On the provisioning page, select the region that you want to enable.
Each region is independent. Therefore, if you want to use more than one region, provision each region separately.
Enable the core API. {:#enable-core-api}:
Click Enable. This enables the Document AI Warehouse APIs on your project.
After the API is enabled, click Next.
Provision the instance.
This step provisions the resource for your project in the Document AI Warehouse service. You must choose from among three access control modes. Carefully review them to select the right modes for your use case. For more information, see the access control mode page.
Select an access control (ACL) mode.
[Recommended] Document-level access control with users in Cloud Identity.
This is applicable if your organization manages users or groups in the Cloud Identity service.
- Document AI Warehouse interface supports this mode to authenticate users.
Your organization's LDAP and Active Directory users and groups can be synced to Cloud Identity.
Google Workspace users can be easily added to Cloud Identity.
Document-level access control with users in Bring-your-own Identity service access control.
If your users can't be added or synced to Cloud Identity, use this mode. However:
- The Document AI Warehouse interface doesn't support this mode; a custom client application might be needed.
- Your custom client application authenticates users against the identity provider and passes the users and group memberships using the Document AI Warehouse API.
Universal access: No document-level access control.

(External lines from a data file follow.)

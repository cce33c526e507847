//! Sensor event model
//!
//! Inbound payloads loosely follow the gateway's change notification shape:
//! ```text
//! {"e":"changed","r":"sensors","id":"7","state":{"lastupdated":"...","open":true}}
//! ```
//! Every field is optional; vibration sensors may report the flag either
//! inside `state` or at the top level.

use serde::Deserialize;
use thiserror::Error;

/// Errors that can occur while decoding a payload
#[derive(Error, Debug)]
pub enum PayloadError {
    #[error("Payload is not valid JSON: {0}")]
    InvalidJson(#[from] serde_json::Error),

    #[error("Payload is empty")]
    Empty,
}

/// A notification-worthy occurrence reported by the event source
#[derive(Debug, Clone, Default, PartialEq, Deserialize)]
pub struct SensorEvent {
    /// Event name
    #[serde(rename = "e", alias = "event", default)]
    pub event: Option<String>,
    /// Resource identifier
    #[serde(rename = "r", default)]
    pub resource: Option<String>,
    #[serde(default)]
    pub state: Option<State>,
    #[serde(default)]
    pub vibration: Option<bool>,
}

/// Binary sensor state
#[derive(Debug, Clone, Default, PartialEq, Deserialize)]
pub struct State {
    #[serde(default)]
    pub lastupdated: Option<String>,
    #[serde(default)]
    pub open: Option<bool>,
    #[serde(default)]
    pub vibration: Option<bool>,
}

impl SensorEvent {
    /// Decode a raw payload
    pub fn parse(payload: &str) -> Result<Self, PayloadError> {
        if payload.trim().is_empty() {
            return Err(PayloadError::Empty);
        }
        Ok(serde_json::from_str(payload)?)
    }

    /// True when the state reports the contact as open
    pub fn is_open(&self) -> bool {
        self.state.as_ref().and_then(|s| s.open).unwrap_or(false)
    }

    /// True when vibration is reported in the state or at the top level
    pub fn has_vibration(&self) -> bool {
        let in_state = self.state.as_ref().and_then(|s| s.vibration).unwrap_or(false);
        in_state || self.vibration.unwrap_or(false)
    }
}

- The Document AI Warehouse interface supports this mode to authenticate users.
- This mode is typically used to grant access to public users without requiring authentication.
- Custom portals can access all documents by using a service account with the desired role (for example, the Document Viewer role) and can relay this access to public users without authentication.
Document-level access control with users in Cloud Identity Document-level access control with users in Bring-your-own Identity service access control Universal access Document-level access Yes Yes No Document AI Warehouse UI support Yes No Yes (if users have project-level access) Enable questioning and answering:
Check Question & Answering if you want to enable GenAI search in your project. See GenAI Search for more information, including how to get allowlisted to use the feature.
Trigger provisioning:
Click Provision to start provisioning your project. It will take a while (3-5 mins) to set up the instance.
Create a default schema.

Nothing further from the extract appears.